[Opening Data shown section]

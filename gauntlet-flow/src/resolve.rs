//! Challenge resolution state machine: detect → extract → solve → inject →
//! submit → confirm, with a bounded retry loop.
//!
//! Retries restart at detection rather than at solving: a rejected
//! submission usually means the challenge was re-issued with a fresh
//! parameter set, so re-detection must precede re-solving.

use std::time::Duration;

use gauntlet_browser::session::PageSession;
use gauntlet_common::{
    ChallengeDescriptor, FailureKind, FlowError, Result, RetryPolicy, SolveRequest,
};
use gauntlet_solver::CaptchaSolver;
use regex::Regex;
use tokio::time::{sleep, timeout, Instant};
use tracing::{debug, info, warn};
use url::Url;

use crate::detect::ChallengeDetector;

const SUBMIT_CLICK_TIMEOUT: Duration = Duration::from_secs(5);
const CONFIRM_PROBE_INTERVAL: Duration = Duration::from_millis(500);

#[derive(Debug, Clone, Copy, PartialEq, Eq)]
pub enum ResolverState {
    Idle,
    Detecting,
    ExtractingParams,
    Solving,
    Injecting,
    Submitting,
    Confirming,
    Resolved,
    Failed,
}

fn transition(state: &mut ResolverState, next: ResolverState) {
    debug!(from = ?state, to = ?next, "resolver transition");
    *state = next;
}

/// Selector chains the resolver works with. Response fields cover several
/// providers at once: provider detection is heuristic, so the token is
/// written into every known field rather than guessing one.
#[derive(Debug, Clone)]
pub struct ChallengeSelectors {
    /// Elements that may carry an explicit `data-sitekey`.
    pub sitekey_attr: Vec<String>,
    /// Hidden form fields that may hold the site key.
    pub sitekey_fields: Vec<String>,
    /// Token injection targets.
    pub response_fields: Vec<String>,
    pub submit_buttons: Vec<String>,
}

impl Default for ChallengeSelectors {
    fn default() -> Self {
        Self {
            sitekey_attr: vec![
                ".cf-turnstile".into(),
                ".h-captcha".into(),
                "[data-sitekey]".into(),
            ],
            sitekey_fields: vec![
                "input[name='sitekey']".into(),
                "input[name='data-sitekey']".into(),
            ],
            response_fields: vec![
                "textarea[name='cf-turnstile-response']".into(),
                "input[name='cf-turnstile-response']".into(),
                "textarea[name='h-captcha-response']".into(),
                "textarea[name='g-recaptcha-response']".into(),
            ],
            submit_buttons: vec!["button[type='submit']".into(), "input[type='submit']".into()],
        }
    }
}

pub struct ChallengeResolver<'a> {
    detector: &'a ChallengeDetector,
    solver: &'a dyn CaptchaSolver,
    policy: RetryPolicy,
    selectors: ChallengeSelectors,
    /// How long a submitted challenge gets to leave the page before the
    /// cycle counts as rejected.
    confirm_window: Duration,
}

impl<'a> ChallengeResolver<'a> {
    pub fn new(
        detector: &'a ChallengeDetector,
        solver: &'a dyn CaptchaSolver,
        policy: RetryPolicy,
    ) -> Self {
        Self {
            detector,
            solver,
            policy,
            selectors: ChallengeSelectors::default(),
            confirm_window: Duration::from_secs(10),
        }
    }

    pub fn with_selectors(mut self, selectors: ChallengeSelectors) -> Self {
        self.selectors = selectors;
        self
    }

    pub fn with_confirm_window(mut self, window: Duration) -> Self {
        self.confirm_window = window;
        self
    }

    /// Drive the state machine to `Resolved` or a terminal failure.
    ///
    /// Solver failures and rejected submissions consume attempts under the
    /// retry policy; parameter-extraction failures and an unusable session
    /// propagate immediately.
    pub async fn resolve(&self, session: &dyn PageSession) -> Result<()> {
        let mut state = ResolverState::Idle;
        let mut last_error: Option<FlowError> = None;

        for attempt in 1..=self.policy.max_attempts() {
            if attempt > 1 {
                debug!(attempt, backoff = ?self.policy.backoff(), "retrying challenge resolution");
                sleep(self.policy.backoff()).await;
            }

            transition(&mut state, ResolverState::Detecting);
            let descriptor = self.detector.detect(session).await?;
            if !descriptor.kind.is_present() {
                transition(&mut state, ResolverState::Resolved);
                return Ok(());
            }
            info!(kind = ?descriptor.kind, attempt, "challenge present");

            transition(&mut state, ResolverState::ExtractingParams);
            let site_key = self.extract_site_key(session, &descriptor).await?;

            transition(&mut state, ResolverState::Solving);
            let request = SolveRequest {
                kind: descriptor.kind,
                site_key,
                page_url: descriptor.page_url.clone(),
            };
            let token = match timeout(
                self.policy.per_attempt_timeout(),
                self.solver.solve(&request),
            )
            .await
            {
                Ok(Ok(response)) => response.token,
                Ok(Err(e)) if e.kind() == FailureKind::Solver => {
                    warn!(attempt, error = %e, "solver attempt failed");
                    last_error = Some(e);
                    continue;
                }
                Ok(Err(e)) => return Err(e),
                Err(_) => {
                    warn!(attempt, "solver attempt timed out");
                    last_error = Some(FlowError::Solver(format!(
                        "no token within {:?}",
                        self.policy.per_attempt_timeout()
                    )));
                    continue;
                }
            };

            transition(&mut state, ResolverState::Injecting);
            let written = session
                .set_value_all(&self.selectors.response_fields, &token)
                .await?;
            if written == 0 {
                warn!("no known response field on page; token had nowhere to go");
            }

            transition(&mut state, ResolverState::Submitting);
            if session
                .exists_any(&self.selectors.submit_buttons)
                .await?
                .is_some()
            {
                session
                    .click_any(&self.selectors.submit_buttons, SUBMIT_CLICK_TIMEOUT)
                    .await?;
            }

            transition(&mut state, ResolverState::Confirming);
            if self.challenge_gone(session, &descriptor).await? {
                transition(&mut state, ResolverState::Resolved);
                return Ok(());
            }
            warn!(attempt, "challenge persisted after submission");
            last_error = Some(FlowError::SubmissionRejected);
        }

        transition(&mut state, ResolverState::Failed);
        Err(last_error.unwrap_or(FlowError::SubmissionRejected))
    }

    /// Poll the detector until the submitted challenge leaves the page or
    /// the confirm window elapses. A different challenge kind counts as a
    /// changed page state, i.e. this cycle is done.
    async fn challenge_gone(
        &self,
        session: &dyn PageSession,
        descriptor: &ChallengeDescriptor,
    ) -> Result<bool> {
        let deadline = Instant::now() + self.confirm_window;
        loop {
            let current = self.detector.detect(session).await?;
            if current.kind != descriptor.kind {
                return Ok(true);
            }
            if Instant::now() >= deadline {
                return Ok(false);
            }
            sleep(CONFIRM_PROBE_INTERVAL).await;
        }
    }

    /// Ordered fallback chain for the site key. First non-empty match wins.
    /// Exhausting the chain is terminal: retrying without a different
    /// strategy cannot succeed.
    async fn extract_site_key(
        &self,
        session: &dyn PageSession,
        descriptor: &ChallengeDescriptor,
    ) -> Result<String> {
        if let Some(key) = descriptor.site_key.as_deref().filter(|k| !k.is_empty()) {
            return Ok(key.to_string());
        }

        if let Some(key) = session
            .attr_any(&self.selectors.sitekey_attr, "data-sitekey")
            .await?
            .filter(|k| !k.is_empty())
        {
            debug!(strategy = "attribute", "site key extracted");
            return Ok(key);
        }

        let mut frames = Vec::new();
        if let Some(src) = &descriptor.frame_src {
            frames.push(src.clone());
        }
        frames.extend(session.frame_sources().await?);
        for src in &frames {
            if let Some(key) = site_key_from_frame_url(src) {
                debug!(strategy = "frame-url", "site key extracted");
                return Ok(key);
            }
        }

        for selector in &self.selectors.sitekey_fields {
            if let Some(value) = session.read_value(selector).await?.filter(|v| !v.is_empty()) {
                debug!(strategy = "form-field", "site key extracted");
                return Ok(value);
            }
        }

        if let Some(key) = site_key_from_source(&session.page_source().await?) {
            debug!(strategy = "script-scan", "site key extracted");
            return Ok(key);
        }

        Err(FlowError::ParameterExtraction(
            "no site key via attribute, frame url, form field, or script scan".to_string(),
        ))
    }
}

/// Site key from a challenge frame URL: a `sitekey`/`k` query parameter, or
/// the `0x…` path segment Turnstile embeds.
fn site_key_from_frame_url(src: &str) -> Option<String> {
    let url = Url::parse(src).ok()?;
    if let Some(key) = url
        .query_pairs()
        .find(|(k, _)| k == "sitekey" || k == "k")
        .map(|(_, v)| v.into_owned())
        .filter(|v| !v.is_empty())
    {
        return Some(key);
    }
    url.path_segments()?
        .find(|seg| seg.starts_with("0x") && seg.len() > 10)
        .map(|seg| seg.to_string())
}

/// Last-resort scan of inline markup/scripts for a site key literal.
fn site_key_from_source(html: &str) -> Option<String> {
    let attr = Regex::new(r#"data-sitekey\s*=\s*["']([0-9A-Za-z_-]{8,})["']"#).ok()?;
    if let Some(caps) = attr.captures(html) {
        return Some(caps[1].to_string());
    }
    let literal = Regex::new(r#"["']sitekey["']\s*:\s*["']([0-9A-Za-z_-]{8,})["']"#).ok()?;
    literal.captures(html).map(|caps| caps[1].to_string())
}

#[cfg(test)]
mod tests {
    use super::*;

    #[test]
    fn frame_url_query_parameter_wins() {
        let key = site_key_from_frame_url(
            "https://newassets.hcaptcha.com/captcha/v1/abc/static?sitekey=ae73173b-7003-44e0",
        );
        assert_eq!(key.as_deref(), Some("ae73173b-7003-44e0"));

        let key = site_key_from_frame_url("https://example.com/anchor?k=6LcAbCdE&co=xyz");
        assert_eq!(key.as_deref(), Some("6LcAbCdE"));
    }

    #[test]
    fn turnstile_path_segment_is_recognised() {
        let key = site_key_from_frame_url(
            "https://challenges.cloudflare.com/cdn-cgi/challenge-platform/h/b/turnstile/if/ov2/0x4AAAAAAABkMYinukE8nzY/light/normal",
        );
        assert_eq!(key.as_deref(), Some("0x4AAAAAAABkMYinukE8nzY"));
    }

    #[test]
    fn unparsable_frame_src_yields_nothing() {
        assert_eq!(site_key_from_frame_url("not a url"), None);
        assert_eq!(site_key_from_frame_url("https://example.com/"), None);
    }

    #[test]
    fn script_scan_finds_attribute_and_literal_forms() {
        let html = r#"<div class="cf-turnstile" data-sitekey="0x4AAAAAAA1234"></div>"#;
        assert_eq!(site_key_from_source(html).as_deref(), Some("0x4AAAAAAA1234"));

        let html = r#"<script>turnstile.render('#c', { 'sitekey': 'key_from_script_9', theme: 'light' });</script>"#;
        assert_eq!(
            site_key_from_source(html).as_deref(),
            Some("key_from_script_9")
        );

        assert_eq!(site_key_from_source("<html></html>"), None);
    }
}
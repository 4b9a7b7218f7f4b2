use gauntlet_common::StealthLevel;

use crate::fingerprint::UserAgentProfile;

/// Chrome command-line arguments for a given stealth level and fingerprint.
pub fn build_stealth_arguments(level: &StealthLevel, profile: &UserAgentProfile) -> Vec<String> {
    let mut args = vec![
        "--disable-blink-features=AutomationControlled".to_string(),
        "--disable-infobars".to_string(),
        "--disable-dev-shm-usage".to_string(),
        "--no-sandbox".to_string(),
        "--disable-setuid-sandbox".to_string(),
        "--disable-extensions".to_string(),
        "--disable-plugins-discovery".to_string(),
        "--ignore-certificate-errors".to_string(),
        "--window-position=0,0".to_string(),
        format!("--user-agent={}", profile.user_agent),
        format!(
            "--window-size={},{}",
            profile.viewport.0, profile.viewport.1
        ),
        format!("--lang={}", profile.languages.join(",")),
    ];
    if let StealthLevel::Maximum = level {
        args.push("--disable-gpu".to_string());
    }
    args
}

/// JavaScript evasions applied after navigation to reduce automation
/// signals. Split per level so the lightest profile stays cheap.
pub struct StealthScripts;

impl StealthScripts {
    pub fn core_evasions() -> &'static str {
        r#"
            Object.defineProperty(navigator, 'webdriver', { get: () => undefined });
            Object.defineProperty(navigator, 'plugins', { get: () => [1,2,3] });
            Object.defineProperty(navigator, 'languages', {
                get: () => ['en-US', 'en']
            });
            if (!window.chrome) window.chrome = { runtime: {} };
        "#
    }

    pub fn canvas_evasions() -> &'static str {
        r#"
            const getContext = HTMLCanvasElement.prototype.getContext;
            HTMLCanvasElement.prototype.getContext = function(type,...args){
                const ctx = getContext.call(this,type,...args);
                if(type==='2d' && ctx) {
                    const origToDataURL=this.toDataURL;
                    this.toDataURL=function(...a){
                        const imgdata=ctx.getImageData(0,0,this.width,this.height);
                        for(let i=0;i<imgdata.data.length;i+=4){
                            if(Math.random()<0.001)imgdata.data[i]+=Math.random()<0.5?-1:1;
                        }
                        ctx.putImageData(imgdata,0,0);
                        return origToDataURL.call(this,...a);
                    };
                }
                return ctx;
            };
        "#
    }

    pub fn webgl_evasions() -> &'static str {
        r#"
            const getParameter = WebGLRenderingContext.prototype.getParameter;
            WebGLRenderingContext.prototype.getParameter = function(parameter) {
                if (parameter === 37445) return 'Intel Inc.';
                if (parameter === 37446) return 'Intel Iris OpenGL Engine';
                return getParameter.call(this, parameter);
            };
        "#
    }
}

#[cfg(test)]
mod tests {
    use super::*;
    use crate::fingerprint::UserAgentManager;

    #[test]
    fn maximum_level_disables_gpu() {
        let mut manager = UserAgentManager::new();
        let profile = manager.session_profile().clone();
        let args = build_stealth_arguments(&StealthLevel::Maximum, &profile);
        assert!(args.iter().any(|a| a == "--disable-gpu"));
        let args = build_stealth_arguments(&StealthLevel::Balanced, &profile);
        assert!(!args.iter().any(|a| a == "--disable-gpu"));
    }

    #[test]
    fn arguments_carry_fingerprint() {
        let mut manager = UserAgentManager::new();
        let profile = manager.session_profile().clone();
        let args = build_stealth_arguments(&StealthLevel::Lightweight, &profile);
        assert!(args
            .iter()
            .any(|a| a.starts_with("--user-agent=Mozilla/5.0")));
        assert!(args.iter().any(|a| a.starts_with("--window-size=")));
    }
}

[Closing Data shown section]

*Work order*: In the listing above, find each line with the word "warn" and return it.

*Task answer*:
use tracing::{debug, info, warn};
                    warn!(attempt, error = %e, "solver attempt failed");
                    warn!(attempt, "solver attempt timed out");
                warn!("no known response field on page; token had nowhere to go");
            warn!(attempt, "challenge persisted after submission");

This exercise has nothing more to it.